David Washburn and Quentin Faust are corporate lawyers in the Dallas office of Andrews Kurth.

Article reprinted by permission of the Washington Service Bureau.

The focus on corporate governance issues has never been greater. Investors now look at corporate governance as an important factor when making investment decisions. The SEC and the major stock exchanges have proposed rules regarding enhanced qualifications for directors and improved behavior. The landmark Sarbanes-Oxley Act of 2002 significantly changed how directors and officers manage their companies. A new cottage industry is being created to evaluate and compare the quality of companies’ corporate governance and to assist companies in improving their governance practices. Magazines such as Business Week are also rating companies on the quality of their boards and publishing lists of their picks for the best and worst examples of corporate governance.[1]

In response to the new climate, many public companies are seeking to strengthen the composition of their boards. Qualified talent, however, may be in short supply.

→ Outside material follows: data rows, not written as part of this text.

// Copyright (c) 2024-2025 DeepGraph Inc.
// SPDX-License-Identifier: Apache-2.0
//
//! Matched-subgraph bitmasks
//!
//! A `SubqueryGraph` denotes which positions of one query graph a partial
//! plan has matched: one fixed-width selector over node positions, one
//! over relationship positions. It is the key of the sub-plans table.
//!
//! Adding a relationship normally also selects both endpoint nodes. The
//! `ignoring node selector` variant selects the relationship bit alone and
//! exists for relationships whose endpoints are matched externally; it
//! only feeds implicit-join detection.

use serde::{Deserialize, Serialize};
use std::collections::HashSet;

use crate::graph::query_graph::QueryGraph;

/// Upper bound on nodes or relationships per query graph, matching the
/// fixed selector width.
pub const MAX_PATTERN_VARIABLES: usize = 64;

/// Bitmask pair over one query graph's positions.
#[derive(
    Debug, Clone, Copy, PartialEq, Eq, PartialOrd, Ord, Hash, Default, Serialize, Deserialize,
)]
pub struct SubqueryGraph {
    node_selector: u64,
    rel_selector: u64,
}

impl SubqueryGraph {
    pub fn empty() -> Self {
        Self::default()
    }

    pub fn add_query_node(&mut self, node_pos: usize) {
        debug_assert!(node_pos < MAX_PATTERN_VARIABLES);
        self.node_selector |= 1 << node_pos;
    }

    /// Select a relationship and both of its endpoint nodes.
    pub fn add_query_rel(&mut self, graph: &QueryGraph, rel_pos: usize) {
        debug_assert!(rel_pos < MAX_PATTERN_VARIABLES);
        self.rel_selector |= 1 << rel_pos;
        let rel = graph.query_rel(rel_pos);
        if let Some(src_pos) = graph.query_node_idx(rel.src_node_name()) {
            self.add_query_node(src_pos);
        }
        if let Some(dst_pos) = graph.query_node_idx(rel.dst_node_name()) {
            self.add_query_node(dst_pos);
        }
    }

    /// Select a relationship without its endpoints. Endpoints matched
    /// externally stay unselected; such subgraphs are only compared, never
    /// planned from.
    pub fn add_query_rel_ignoring_node_selector(&mut self, rel_pos: usize) {
        debug_assert!(rel_pos < MAX_PATTERN_VARIABLES);
        self.rel_selector |= 1 << rel_pos;
    }

    /// Union in another subgraph.
    pub fn add_subquery_graph(&mut self, other: &SubqueryGraph) {
        self.node_selector |= other.node_selector;
        self.rel_selector |= other.rel_selector;
    }

    pub fn contains_query_node(&self, node_pos: usize) -> bool {
        self.node_selector & (1 << node_pos) != 0
    }

    pub fn contains_query_rel(&self, rel_pos: usize) -> bool {
        self.rel_selector & (1 << rel_pos) != 0
    }

    /// Number of matched relationships; this is the DP level of any plan
    /// stored under this subgraph.
    pub fn num_query_rels(&self) -> usize {
        self.rel_selector.count_ones() as usize
    }

    pub fn num_query_nodes(&self) -> usize {
        self.node_selector.count_ones() as usize
    }

    pub fn is_single_rel(&self) -> bool {
        self.rel_selector.count_ones() == 1
    }

    pub fn node_positions(&self) -> Vec<usize> {
        (0..MAX_PATTERN_VARIABLES)
            .filter(|pos| self.contains_query_node(*pos))
            .collect()
    }

    pub fn rel_positions(&self) -> Vec<usize> {
        (0..MAX_PATTERN_VARIABLES)
            .filter(|pos| self.contains_query_rel(*pos))
            .collect()
    }

    /// True iff the two subgraphs match no relationship in common.
    pub fn is_rel_disjoint(&self, other: &SubqueryGraph) -> bool {
        self.rel_selector & other.rel_selector == 0
    }

    /// Node positions selected by both subgraphs; these are the join nodes
    /// declared for a join of the two.
    pub fn connected_node_positions(&self, other: &SubqueryGraph) -> Vec<usize> {
        let shared = self.node_selector & other.node_selector;
        (0..MAX_PATTERN_VARIABLES)
            .filter(|pos| shared & (1 << pos) != 0)
            .collect()
    }

    /// Node positions incident to the matched relationships, regardless of
    /// the node selector. Used only to detect implicit joins.
    pub fn node_positions_ignoring_node_selector(&self, graph: &QueryGraph) -> HashSet<usize> {
        let mut positions = HashSet::new();
        for rel_pos in 0..graph.num_query_rels() {
            if !self.contains_query_rel(rel_pos) {
                continue;
            }
            let rel = graph.query_rel(rel_pos);
            if let Some(src_pos) = graph.query_node_idx(rel.src_node_name()) {
                positions.insert(src_pos);
            }
            if let Some(dst_pos) = graph.query_node_idx(rel.dst_node_name()) {
                positions.insert(dst_pos);
            }
        }
        positions
    }

    /// Relationships outside this subgraph with at least one endpoint
    /// inside it. These are the candidates a WCO join may intersect.
    pub fn rel_nbr_positions(&self, graph: &QueryGraph) -> Vec<usize> {
        let mut positions = Vec::new();
        for rel_pos in 0..graph.num_query_rels() {
            if self.contains_query_rel(rel_pos) {
                continue;
            }
            let rel = graph.query_rel(rel_pos);
            let src_selected = graph
                .query_node_idx(rel.src_node_name())
                .map(|pos| self.contains_query_node(pos))
                .unwrap_or(false);
            let dst_selected = graph
                .query_node_idx(rel.dst_node_name())
                .map(|pos| self.contains_query_node(pos))
                .unwrap_or(false);
            if src_selected || dst_selected {
                positions.push(rel_pos);
            }
        }
        positions
    }

    /// True iff every named variable is a matched node or relationship of
    /// this subgraph. Predicate eligibility reduces to this test.
    pub fn contains_all_variables(&self, graph: &QueryGraph, names: &HashSet<String>) -> bool {
        names.iter().all(|name| {
            if let Some(pos) = graph.query_node_idx(name) {
                return self.contains_query_node(pos);
            }
            if let Some(pos) = graph.query_rel_idx(name) {
                return self.contains_query_rel(pos);
            }
            false
        })
    }
}

impl std::fmt::Display for SubqueryGraph {
    fn fmt(&self, f: &mut std::fmt::Formatter<'_>) -> std::fmt::Result {
        write!(
            f,
            "nodes={:#x} rels={:#x}",
            self.node_selector, self.rel_selector
        )
    }
}

#[cfg(test)]
mod tests {
    use super::*;
    use crate::graph::query_graph::{QueryNode, QueryRel, QueryRelType, RelDirection};

    fn two_cycle() -> QueryGraph {
        let mut graph = QueryGraph::new();
        graph.add_query_node(QueryNode::new("a", vec![0]));
        graph.add_query_node(QueryNode::new("b", vec![0]));
        graph.add_query_rel(QueryRel::new(
            "e1",
            "a",
            "b",
            RelDirection::Fwd,
            QueryRelType::NonRecursive,
            vec![100],
        ));
        graph.add_query_rel(QueryRel::new(
            "e2",
            "b",
            "a",
            RelDirection::Fwd,
            QueryRelType::NonRecursive,
            vec![100],
        ));
        graph
    }

    #[test]
    fn test_add_rel_selects_endpoints() {
        let graph = two_cycle();
        let mut subgraph = SubqueryGraph::empty();
        subgraph.add_query_rel(&graph, 0);
        assert!(subgraph.contains_query_rel(0));
        assert!(subgraph.contains_query_node(0));
        assert!(subgraph.contains_query_node(1));
        assert_eq!(subgraph.num_query_rels(), 1);
        assert!(subgraph.is_single_rel());
    }

    #[test]
    fn test_ignoring_node_selector_leaves_nodes_unselected() {
        let graph = two_cycle();
        let mut subgraph = SubqueryGraph::empty();
        subgraph.add_query_rel_ignoring_node_selector(1);
        assert!(subgraph.contains_query_rel(1));
        assert_eq!(subgraph.num_query_nodes(), 0);
        // Implicit-join detection still sees both endpoints.
        let implicit = subgraph.node_positions_ignoring_node_selector(&graph);
        assert_eq!(implicit.len(), 2);
    }

    #[test]
    fn test_equality_is_both_selectors() {
        let graph = two_cycle();
        let mut closed = SubqueryGraph::empty();
        closed.add_query_rel(&graph, 1);
        let mut bare = SubqueryGraph::empty();
        bare.add_query_rel_ignoring_node_selector(1);
        assert_ne!(closed, bare);
    }

    #[test]
    fn test_rel_nbr_positions() {
        let graph = two_cycle();
        let mut subgraph = SubqueryGraph::empty();
        subgraph.add_query_rel(&graph, 0);
        assert_eq!(subgraph.rel_nbr_positions(&graph), vec![1]);
    }

    #[test]
    fn test_contains_all_variables() {
        let graph = two_cycle();
        let mut subgraph = SubqueryGraph::empty();
        subgraph.add_query_rel(&graph, 0);
        let mut names = HashSet::new();
        names.insert("a".to_string());
        names.insert("e1".to_string());
        assert!(subgraph.contains_all_variables(&graph, &names));
        names.insert("e2".to_string());
        assert!(!subgraph.contains_all_variables(&graph, &names));
    }
}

A report by Spencer Stuart noted that in 2001 there was a 44% increase in newly added directors to the S&P 500, but forecasted a need for several hundred more individuals to fill public board seats with newly mandated independent directors, especially for audit committee service.[2]

Individuals with excellent qualities for board service may understandably be hesitant to accept directorships. Serving as a public director is certainly less attractive and more risky than it has been in the past. This is due to many factors, including:

  • Media attention on recent corporate scandals;
  • Increased risk of shareholder lawsuits;
  • Newly enacted legislation regulating officer and director conduct;
  • Heightened scrutiny of board decisions on matters such as executive compensation, stock options, and accounting procedures; and
  • Concerns surrounding the availability and quality of director and officer insurance coverage.

The compelling need for strong directors coupled with a shortage of such individuals adds up to nothing less than an immediate crisis for many public companies. In order to keep published ratings high, and stockholder perception positive, and to stay off anybody’s “worst ten” list, public companies should take strong pro-active measures to build strong boards and enlist qualified directors.

The following are steps a company might take to build the ultimate board: one that would inspire investor confidence and attract the most qualified individuals to serve as directors. Because most public companies have relatively standard director and officer indemnification provisions and due to the recent uncertainties surrounding the effectiveness of such provisions, our recommended steps do not address these points.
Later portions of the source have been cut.